* [TO DO] Word for word, restate the lines of the material below from its first line through the one containing "backtrace, and then". Omit the rest.
*** Opening EXERCISE DATA ***
//! Panic containment for request handlers.
//!
//! [`PanicGuard`] is the single boundary at which a handler panic is caught.
//! Anything that unwinds out of a guarded future (or a guarded response body)
//! is logged once, with its payload, source location and backtrace, and then
//! turned into a [`HandlerPanic`], which answers the call as
//! `Code::Internal`. The panic never reaches the runtime, so the connection
//! and the process survive.
//!
//! Backtraces are captured by a process-wide panic hook installed the first
//! time a guard is built. The hook only intercepts panics raised while a
//! guard is polling on the current thread; every other panic is forwarded to
//! the previously installed hook untouched.

use crate::env::Environment;
use core::{
    any::Any,
    cell::{Cell, RefCell},
    fmt,
    pin::Pin,
    task::{Context, Poll},
};
use pin_project_lite::pin_project;
use std::{
    backtrace::Backtrace,
    panic::{self, AssertUnwindSafe},
    sync::{Arc, Once},
};
use tonic::Status;

thread_local! {
    static GUARD_DEPTH: Cell<usize> = const { Cell::new(0) };
    static LAST_PANIC: RefCell<Option<PanicSite>> = const { RefCell::new(None) };
}

static INSTALL_HOOK: Once = Once::new();

struct PanicSite {
    location: Option<String>,
    backtrace: Backtrace,
}

fn install_hook() {
    INSTALL_HOOK.call_once(|| {
        let previous = panic::take_hook();
        panic::set_hook(Box::new(move |info| {
            if GUARD_DEPTH.with(Cell::get) == 0 {
                previous(info);
                return;
            }
            let site = PanicSite {
                location: info.location().map(ToString::to_string),
                backtrace: Backtrace::force_capture(),
            };
            LAST_PANIC.with(|slot| *slot.borrow_mut() = Some(site));
        }));
    });
}

/// Runs `f`, catching any unwind and marking the thread as guarded so the
/// hook captures the panic site instead of printing it.
pub(crate) fn catch_unwind_guarded<R>(f: impl FnOnce() -> R) -> Result<R, Box<dyn Any + Send>> {
    GUARD_DEPTH.with(|depth| depth.set(depth.get() + 1));
    let result = panic::catch_unwind(AssertUnwindSafe(f));
    GUARD_DEPTH.with(|depth| depth.set(depth.get() - 1));
    result
}

/// A handler panic that was caught and logged.
#[derive(Clone, Debug, PartialEq, Eq)]
pub struct HandlerPanic {
    pub method: String,
    pub message: String,
}

impl fmt::Display for HandlerPanic {
    fn fmt(&self, f: &mut fmt::Formatter<'_>) -> fmt::Result {
        write!(f, "handler for {} panicked: {}", self.method, self.message)
    }
}

impl std::error::Error for HandlerPanic {}

impl From<HandlerPanic> for Status {
    fn from(_: HandlerPanic) -> Self {
        // The panic payload stays in the server log.
        Status::internal("internal server error")
    }
}

/// Catches panics raised while serving a call.
#[derive(Clone, Debug)]
pub struct PanicGuard {
    env: Environment,
}

impl PanicGuard {
    pub fn new(env: Environment) -> Self {
        install_hook();
        Self { env }
    }

    pub const fn environment(&self) -> Environment {
        self.env
    }

    /// Wraps `future` so that a panic while polling it resolves to
    /// `Err(HandlerPanic)` instead of unwinding.
    pub fn guard<F>(&self, method: impl Into<Arc<str>>, future: F) -> Guarded<F> {
        Guarded {
            inner: future,
            guard: self.clone(),
            method: method.into(),
        }
    }

    /// Runs a synchronous closure under the guard.
    pub fn call<R>(&self, method: &str, f: impl FnOnce() -> R) -> Result<R, HandlerPanic> {
        catch_unwind_guarded(f).map_err(|payload| self.recover(method, payload))
    }

    /// Logs a caught panic payload and converts it into a [`HandlerPanic`].
    pub(crate) fn recover(&self, method: &str, payload: Box<dyn Any + Send>) -> HandlerPanic {
        let message = panic_message(payload.as_ref());
        let site = LAST_PANIC.with(|slot| slot.borrow_mut().take());
        let (location, backtrace) = match site {
            Some(site) => (
                site.location.unwrap_or_default(),
                site.backtrace.to_string(),
            ),
            None => (String::new(), Backtrace::force_capture().to_string()),
        };

        tracing::error!(
            env = %self.env,
            method,
            panic = %message,
            location = %location,
            backtrace = %backtrace,
            "[PANIC] ({}) {} ```{}```",
            self.env,
            message,
            method,
        );

        HandlerPanic {
            method: method.to_owned(),
            message,
        }
    }
}

fn panic_message(payload: &(dyn Any + Send)) -> String {
    if let Some(s) = payload.downcast_ref::<&str>() {
        (*s).to_owned()
    } else if let Some(s) = payload.downcast_ref::<String>() {
        s.clone()
    } else {
        "Box<dyn Any>".to_owned()
    }
}

pin_project! {
    /// Future returned by [`PanicGuard::guard`].
    pub struct Guarded<F> {
        #[pin]
        inner: F,
        guard: PanicGuard,
        method: Arc<str>,
    }
}

impl<F: Future> Future for Guarded<F> {
    type Output = Result<F::Output, HandlerPanic>;

    fn poll(self: Pin<&mut Self>, cx: &mut Context<'_>) -> Poll<Self::Output> {
        let mut this = self.project();
        match catch_unwind_guarded(|| this.inner.as_mut().poll(cx)) {
            Ok(Poll::Ready(output)) => Poll::Ready(Ok(output)),
            Ok(Poll::Pending) => Poll::Pending,
            Err(payload) => Poll::Ready(Err(this.guard.recover(&**this.method, payload))),
        }
    }
}
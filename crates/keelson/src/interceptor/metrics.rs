use super::{Interceptor, Next, Request, RequestContext, Response};
use crate::{
    body::{ObservedBody, grpc_code},
    metrics::{record_handled, record_started},
};
use futures::future::BoxFuture;
use tonic::{Code, body::Body};

/// Counts every call and records its final code and latency.
///
/// This stage sits at the top of the chain and therefore also sees health
/// probes and calls rejected by authentication.
#[derive(Clone, Debug, Default)]
pub struct CallMetrics;

impl CallMetrics {
    pub fn new() -> Self {
        Self
    }
}

impl Interceptor for CallMetrics {
    fn intercept(&self, request: Request, next: Next) -> BoxFuture<'static, Response> {
        let context = RequestContext::of(&request);
        record_started(&context);

        Box::pin(async move {
            let response = next.run(request).await;
            match grpc_code(response.headers()) {
                Some(code) => {
                    record_handled(&context, code);
                    response
                }
                None => response.map(|body| {
                    Body::new(ObservedBody::new(body, move |outcome| {
                        record_handled(&context, outcome.code.unwrap_or(Code::Cancelled));
                    }))
                }),
            }
        })
    }

    fn name(&self) -> &'static str {
        "CallMetrics"
    }
}
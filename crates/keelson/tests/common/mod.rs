//! A hand-rolled unary echo service plus a log capture layer, shared by the
//! integration tests.

#![allow(dead_code)]

use bytes::Bytes;
use futures::future::BoxFuture;
use keelson::{MockTransport, RoutesBuilder, Server, ServerConfig};
use std::{
    collections::BTreeMap,
    convert::Infallible,
    fmt,
    sync::{Arc, Mutex},
    task::{Context, Poll},
};
use tonic::{
    IntoRequest, Status,
    body::Body,
    client::GrpcService,
    codegen::StdError,
    server::{NamedService, UnaryService},
    transport::Channel,
};
use tracing::{Event, Level, Subscriber, field::Field};
use tracing_subscriber::{Layer, layer::Context as LayerContext, prelude::*};

pub const ECHO: &str = "/keelson.test.Echo/Echo";
pub const PANIC: &str = "/keelson.test.Echo/Panic";
pub const REJECT: &str = "/keelson.test.Echo/Reject";

#[derive(Clone, PartialEq, prost::Message)]
pub struct EchoRequest {
    #[prost(string, tag = "1")]
    pub message: String,
}

#[derive(Clone, PartialEq, prost::Message)]
pub struct EchoResponse {
    #[prost(string, tag = "1")]
    pub message: String,
}

pub fn echo_request(message: &str) -> EchoRequest {
    EchoRequest {
        message: message.to_owned(),
    }
}

type Handler = fn(EchoRequest) -> Result<EchoResponse, Status>;

fn echo(request: EchoRequest) -> Result<EchoResponse, Status> {
    Ok(EchoResponse {
        message: request.message,
    })
}

fn explode(_: EchoRequest) -> Result<EchoResponse, Status> {
    panic!("handler exploded")
}

fn reject(_: EchoRequest) -> Result<EchoResponse, Status> {
    Err(Status::invalid_argument("rejected by handler"))
}

struct Unary(Handler);

impl UnaryService<EchoRequest> for Unary {
    type Response = EchoResponse;
    type Future = BoxFuture<'static, Result<tonic::Response<EchoResponse>, Status>>;

    fn call(&mut self, request: tonic::Request<EchoRequest>) -> Self::Future {
        let handler = self.0;
        Box::pin(async move { handler(request.into_inner()).map(tonic::Response::new) })
    }
}

/// Server half of `keelson.test.Echo`.
#[derive(Clone, Debug, Default)]
pub struct EchoServer;

impl NamedService for EchoServer {
    const NAME: &'static str = "keelson.test.Echo";
}

impl tower::Service<http::Request<Body>> for EchoServer {
    type Response = http::Response<Body>;
    type Error = Infallible;
    type Future = BoxFuture<'static, Result<Self::Response, Self::Error>>;

    fn poll_ready(&mut self, _cx: &mut Context<'_>) -> Poll<Result<(), Self::Error>> {
        Poll::Ready(Ok(()))
    }

    fn call(&mut self, request: http::Request<Body>) -> Self::Future {
        let handler: Handler = match request.uri().path() {
            ECHO => echo,
            PANIC => explode,
            REJECT => reject,
            _ => return Box::pin(async { Ok(Status::unimplemented("").into_http()) }),
        };
        Box::pin(async move {
            let mut grpc = tonic::server::Grpc::new(tonic_prost::ProstCodec::default());
            Ok(grpc.unary(Unary(handler), request).await)
        })
    }
}

/// Client half of `keelson.test.Echo`.
#[derive(Clone, Debug)]
pub struct EchoClient<T> {
    inner: tonic::client::Grpc<T>,
}

impl EchoClient<Channel> {
    pub fn new(channel: Channel) -> Self {
        Self {
            inner: tonic::client::Grpc::new(channel),
        }
    }
}

impl<I> EchoClient<tonic::service::interceptor::InterceptedService<Channel, I>>
where
    I: tonic::service::Interceptor,
{
    pub fn with_interceptor(channel: Channel, interceptor: I) -> Self {
        Self {
            inner: tonic::client::Grpc::new(
                tonic::service::interceptor::InterceptedService::new(channel, interceptor),
            ),
        }
    }
}

impl<T> EchoClient<T>
where
    T: GrpcService<Body>,
    T::Error: Into<StdError>,
    T::ResponseBody: http_body::Body<Data = Bytes> + Send + 'static,
    <T::ResponseBody as http_body::Body>::Error: Into<StdError> + Send,
{
    pub async fn call(
        &mut self,
        method: &'static str,
        request: impl IntoRequest<EchoRequest>,
    ) -> Result<tonic::Response<EchoResponse>, Status> {
        self.inner
            .ready()
            .await
            .map_err(|err| Status::unknown(format!("Service was not ready: {}", err.into())))?;
        let path = http::uri::PathAndQuery::from_static(method);
        self.inner
            .unary(
                request.into_request(),
                path,
                tonic_prost::ProstCodec::default(),
            )
            .await
    }
}

fn register_echo(routes: &mut RoutesBuilder) {
    routes.add_service(EchoServer);
}

/// Starts the full server stack with the echo service over in-memory pipes.
pub async fn mock_server(config: ServerConfig) -> MockTransport {
    Server::new(config, register_echo)
        .run_mock()
        .await
        .expect("mock server starts")
}

pub async fn mock_client(config: ServerConfig) -> EchoClient<Channel> {
    let transport = mock_server(config).await;
    EchoClient::new(transport.channel().await.expect("mock channel connects"))
}

/// One captured log record.
#[derive(Clone, Debug)]
pub struct Record {
    pub level: Level,
    pub message: String,
    pub fields: BTreeMap<&'static str, String>,
}

impl Record {
    pub fn field(&self, name: &str) -> Option<&str> {
        self.fields.get(name).map(String::as_str)
    }
}

/// Collects every event into memory.
#[derive(Clone, Default)]
pub struct Capture {
    records: Arc<Mutex<Vec<Record>>>,
}

impl Capture {
    /// Captures events emitted on the current thread until the guard drops.
    ///
    /// Tests using this must run on the current-thread runtime so spawned
    /// server tasks log on the same thread.
    pub fn install() -> (Self, tracing::subscriber::DefaultGuard) {
        let capture = Self::default();
        let guard =
            tracing::subscriber::set_default(tracing_subscriber::registry().with(capture.clone()));
        (capture, guard)
    }

    pub fn records(&self) -> Vec<Record> {
        self.records.lock().unwrap().clone()
    }

    pub fn with_message(&self, message: &str) -> Vec<Record> {
        self.records()
            .into_iter()
            .filter(|record| record.message == message)
            .collect()
    }

    pub fn with_message_prefix(&self, prefix: &str) -> Vec<Record> {
        self.records()
            .into_iter()
            .filter(|record| record.message.starts_with(prefix))
            .collect()
    }
}

impl<S: Subscriber> Layer<S> for Capture {
    fn on_event(&self, event: &Event<'_>, _ctx: LayerContext<'_, S>) {
        let mut visitor = Visitor::default();
        event.record(&mut visitor);
        self.records.lock().unwrap().push(Record {
            level: *event.metadata().level(),
            message: visitor.message,
            fields: visitor.fields,
        });
    }
}

#[derive(Default)]
struct Visitor {
    message: String,
    fields: BTreeMap<&'static str, String>,
}

impl tracing::field::Visit for Visitor {
    fn record_str(&mut self, field: &Field, value: &str) {
        if field.name() == "message" {
            self.message = value.to_owned();
        } else {
            self.fields.insert(field.name(), value.to_owned());
        }
    }

    fn record_debug(&mut self, field: &Field, value: &dyn fmt::Debug) {
        if field.name() == "message" {
            self.message = format!("{value:?}");
        } else {
            self.fields.insert(field.name(), format!("{value:?}"));
        }
    }
}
*** Closing EXERCISE DATA ***
* [EXERCISE SOLUTION]
//! Panic containment for request handlers.
//!
//! [`PanicGuard`] is the single boundary at which a handler panic is caught.
//! Anything that unwinds out of a guarded future (or a guarded response body)
//! is logged once, with its payload, source location and backtrace, and then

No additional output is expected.